The Anthomedusae species, Corymorpha bigelowi Maas, 1905 (Cnidaria: Hydrozoa, Corymorphidae), was recorded in the northern Red Sea fauna, representing it "first invasion" in Egypt. A fact proven by past studies that this species is endemic in the Indo-Pacific region, which is mainly located in southern coast of Japan and Indian Ocean. The specimens were collected from an area located off Hurghada city, and between latitudes 27° 14.427ˊ and 27° 10.816ˊ N, and longitudes 33° 51.085ˊ and 33° 51.603ˊ E using plankton net (350 µm mesh). In total, six mature medausae of C. bigelowi were caught in December 2014 and February 2015 (4 and 2 medusae, respectively). Following this, the captured species medusa of C. bigelowi was photographed and morphological characteristics described in details. As well as, further discussions of biogeographical distribution and morphological speciation of the present species were provided. This work makes a noteworthy contribution to clarify the migration route of C. bigelowi from southern Red Sea to the Mediterranean Sea.

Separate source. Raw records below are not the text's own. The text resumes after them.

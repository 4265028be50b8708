use std::collections::BTreeMap;
use std::fmt;
use std::path::Path;
use std::sync::Arc;

use anyhow::{Context, Result};
use image::RgbaImage;

use crate::resize::{NoZoomCorrection, ZoomEstimator};

/// Default floor for the backing-store pixel ratio.
pub const DEFAULT_MIN_PIXEL_RATIO: f64 = 2.0;

/// Default cap on backing-store pixels (a 4K surface).
pub const DEFAULT_MAX_PIXEL_COUNT: u64 = 1920 * 1080 * 4;

/// Characters of an image locator that participate in its cache key.
const IMAGE_KEY_LOCATOR_CHARS: usize = 200;

/// Uniform name to value mapping used for initial and partial updates.
pub type Uniforms = BTreeMap<String, UniformValue>;

/// CPU-side value for a named shader uniform.
///
/// Each variant maps to exactly one upload call; see `uniforms::upload`.
#[derive(Debug, Clone, PartialEq)]
pub enum UniformValue {
    Float(f32),
    /// Uploaded as an integer, `1` or `0`.
    Bool(bool),
    Vec2([f32; 2]),
    Vec3([f32; 3]),
    Vec4([f32; 4]),
    /// Column-major 3×3 matrix.
    Mat3([f32; 9]),
    /// Column-major 4×4 matrix.
    Mat4([f32; 16]),
    /// Uniform array of vectors (or matrices); every child must share a length.
    Array(Vec<Vec<f32>>),
    Image(ImageSource),
}

impl UniformValue {
    /// Interprets a flat numeric array by its length: 2/3/4 are vectors, 9 and
    /// 16 are matrices. Any other length has no uniform shape.
    pub fn from_slice(values: &[f32]) -> Option<Self> {
        let value = match values.len() {
            2 => Self::Vec2(values.try_into().ok()?),
            3 => Self::Vec3(values.try_into().ok()?),
            4 => Self::Vec4(values.try_into().ok()?),
            9 => Self::Mat3(values.try_into().ok()?),
            16 => Self::Mat4(values.try_into().ok()?),
            _ => return None,
        };
        Some(value)
    }

    /// Shape the value declares for its uniform. Arrays report the length of
    /// their first child; mismatches are caught when uploading.
    pub fn shape(&self) -> UniformShape {
        match self {
            Self::Float(_) => UniformShape::Float,
            Self::Bool(_) => UniformShape::Bool,
            Self::Vec2(_) => UniformShape::Vector(2),
            Self::Vec3(_) => UniformShape::Vector(3),
            Self::Vec4(_) => UniformShape::Vector(4),
            Self::Mat3(_) => UniformShape::Matrix(3),
            Self::Mat4(_) => UniformShape::Matrix(4),
            Self::Array(children) => UniformShape::Array(children.first().map_or(0, Vec::len)),
            Self::Image(_) => UniformShape::Image,
        }
    }
}

impl From<f32> for UniformValue {
    fn from(value: f32) -> Self {
        Self::Float(value)
    }
}

impl From<bool> for UniformValue {
    fn from(value: bool) -> Self {
        Self::Bool(value)
    }
}

impl From<[f32; 2]> for UniformValue {
    fn from(value: [f32; 2]) -> Self {
        Self::Vec2(value)
    }
}

impl From<[f32; 3]> for UniformValue {
    fn from(value: [f32; 3]) -> Self {
        Self::Vec3(value)
    }
}

impl From<[f32; 4]> for UniformValue {
    fn from(value: [f32; 4]) -> Self {
        Self::Vec4(value)
    }
}

impl From<Vec<Vec<f32>>> for UniformValue {
    fn from(value: Vec<Vec<f32>>) -> Self {
        Self::Array(value)
    }
}

impl From<ImageSource> for UniformValue {
    fn from(value: ImageSource) -> Self {
        Self::Image(value)
    }
}

/// Declared shape of a uniform; fixed for the lifetime of a mount.
#[derive(Debug, Clone, Copy, PartialEq, Eq)]
pub enum UniformShape {
    Float,
    Bool,
    Vector(usize),
    Matrix(usize),
    /// Array of vectors with the given per-element width.
    Array(usize),
    Image,
}

impl fmt::Display for UniformShape {
    fn fmt(&self, f: &mut fmt::Formatter<'_>) -> fmt::Result {
        match self {
            UniformShape::Float => f.write_str("float"),
            UniformShape::Bool => f.write_str("bool"),
            UniformShape::Vector(n) => write!(f, "vec{n}"),
            UniformShape::Matrix(n) => write!(f, "mat{n}"),
            UniformShape::Array(n) => write!(f, "array of {n}-component elements"),
            UniformShape::Image => f.write_str("sampler2D"),
        }
    }
}

/// Image bound to a sampler uniform.
///
/// Equality goes through [`ImageSource::cache_key`] rather than pixel data, so
/// re-assigning the same image is recognised even when the pixels were
/// reloaded into a fresh buffer.
#[derive(Clone)]
pub struct ImageSource {
    locator: String,
    natural_width: u32,
    natural_height: u32,
    pixels: Option<Arc<RgbaImage>>,
}

impl ImageSource {
    /// Decodes the image at `path` into RGBA8.
    pub fn open(path: impl AsRef<Path>) -> Result<Self> {
        let path = path.as_ref();
        let image = image::open(path)
            .with_context(|| format!("failed to open image at {}", path.display()))?;
        let rgba = image.to_rgba8();
        if rgba.width() == 0 || rgba.height() == 0 {
            anyhow::bail!(
                "image at {} has zero extent ({}x{})",
                path.display(),
                rgba.width(),
                rgba.height()
            );
        }
        tracing::debug!(
            path = %path.display(),
            width = rgba.width(),
            height = rgba.height(),
            "decoded uniform image"
        );
        Ok(Self::from_rgba(path.display().to_string(), rgba))
    }

    /// Wraps already-decoded pixels.
    pub fn from_rgba(locator: impl Into<String>, image: RgbaImage) -> Self {
        Self {
            locator: locator.into(),
            natural_width: image.width(),
            natural_height: image.height(),
            pixels: Some(Arc::new(image)),
        }
    }

    /// An image whose pixels have not arrived yet.
    pub fn pending(locator: impl Into<String>) -> Self {
        Self {
            locator: locator.into(),
            natural_width: 0,
            natural_height: 0,
            pixels: None,
        }
    }

    pub fn locator(&self) -> &str {
        &self.locator
    }

    pub fn natural_width(&self) -> u32 {
        self.natural_width
    }

    pub fn natural_height(&self) -> u32 {
        self.natural_height
    }

    /// True once pixels are present with a non-zero width.
    pub fn is_complete(&self) -> bool {
        self.pixels.is_some() && self.natural_width > 0
    }

    pub fn pixels(&self) -> Option<&RgbaImage> {
        self.pixels.as_deref()
    }

    pub fn aspect_ratio(&self) -> f32 {
        self.natural_width as f32 / self.natural_height.max(1) as f32
    }

    /// `<first 200 chars of locator>|<width>x<height>`.
    pub fn cache_key(&self) -> String {
        let locator: String = self
            .locator
            .chars()
            .take(IMAGE_KEY_LOCATOR_CHARS)
            .collect();
        format!(
            "{locator}|{}x{}",
            self.natural_width, self.natural_height
        )
    }
}

impl PartialEq for ImageSource {
    fn eq(&self, other: &Self) -> bool {
        self.cache_key() == other.cache_key()
    }
}

impl fmt::Debug for ImageSource {
    fn fmt(&self, f: &mut fmt::Formatter<'_>) -> fmt::Result {
        f.debug_struct("ImageSource")
            .field("locator", &self.locator)
            .field("natural_width", &self.natural_width)
            .field("natural_height", &self.natural_height)
            .field("complete", &self.is_complete())
            .finish()
    }
}

/// GPU power hint forwarded to the context provider.
#[derive(Debug, Clone, Copy, PartialEq, Eq, Default)]
pub enum PowerPreference {
    #[default]
    Default,
    LowPower,
    HighPerformance,
}

/// Attributes requested when the host creates the rendering context.
#[derive(Debug, Clone, Copy, PartialEq, Eq)]
pub struct ContextOptions {
    pub alpha: bool,
    pub premultiplied_alpha: bool,
    pub antialias: bool,
    pub preserve_drawing_buffer: bool,
    pub power_preference: PowerPreference,
}

impl Default for ContextOptions {
    fn default() -> Self {
        Self {
            alpha: true,
            premultiplied_alpha: true,
            antialias: true,
            preserve_drawing_buffer: false,
            power_preference: PowerPreference::Default,
        }
    }
}

/// Everything a mount needs besides the host and the fragment source.
#[derive(Debug, Clone)]
pub struct MountOptions {
    /// Initial uniforms; their names are resolved once at link time.
    pub uniforms: Uniforms,
    pub context: ContextOptions,
    /// Signed animation speed; `0` renders on demand only.
    pub speed: f32,
    /// Starting clock value in milliseconds.
    pub frame: f64,
    pub min_pixel_ratio: f64,
    pub max_pixel_count: u64,
    /// Image uniforms that get mipmaps and trilinear minification.
    pub mipmaps: Vec<String>,
    /// Browser-zoom guess used when the host cannot report device pixels.
    pub zoom: Arc<dyn ZoomEstimator>,
}

impl Default for MountOptions {
    fn default() -> Self {
        Self {
            uniforms: Uniforms::new(),
            context: ContextOptions::default(),
            speed: 0.0,
            frame: 0.0,
            min_pixel_ratio: DEFAULT_MIN_PIXEL_RATIO,
            max_pixel_count: DEFAULT_MAX_PIXEL_COUNT,
            mipmaps: Vec::new(),
            zoom: Arc::new(NoZoomCorrection),
        }
    }
}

A hydromedusae species, Corymorpha bigelowi Maas, 1905 was first described and identified as Euphysora bigelowi from Indonesian waters during the Siboga Expedition 1. C. bigelowi is one of the 20 medusan species of Euphysorai Maas, 1905 that belongs to family Corymorphidae (Cnidaria, Hydrozoa, Anthomedusae) 234. C. bigelowi is widely distributed in the Indo-Pacific region and a common species in the southeastern coast of Japan and Indian Ocean 56789.
Although studies on the gelatinous zooplankton of the Red Sea started at the beginning of 20th century 10, our information is still inadequate and scattered. All records of plankton that collected irregularly from various localities of the Red Sea; Gulf of Suez and Gulf of Aqaba earlier to 1969 were reviewed and a list included one species of chondrophores, 25 siphonophores and 15 schyphomedusans was concluded 11. The first intensive study on Hydromedusae of the Red Sea and adjacent water was conducted in 1973 by Schmidt 12. He examined about 500 plankton samples collected from the entire Red Sea and Gulf of Aden by various expeditions and his own collections near Eilat throughout a long period (1956 – 1969). Of them, only 25 samples were taken from the northern Red Sea. He recorded 72 species from the entire Red Sea and found that there is an eightfold increase in the number of species from north to south. He recorded six specimens of C. bigelowi in the southern region only of the Red Sea.
The most recent studies on gelatinous zooplankton in the Egyptian coast of the Red Sea were carried out during a survey on board R/V Meteor in February 1999 1314. These studies recorded 16 Hydromedusae, 11 Siphonophorae, two species of Schyphomedusae and one species of Ctenophora from Gulf of Aqaba and the northern Red Sea. A fact proven by all previous studies that C. bigelowi did not record from the northern Red Sea and the two Gulfs, Aqaba and Suez. The present study corroborates the occurrence of a Hydromedusae species, C. bigelowi, for the first time in the northern Red Sea. Also the study clarifies its migration route from southern Red Sea to the Mediterranean Sea.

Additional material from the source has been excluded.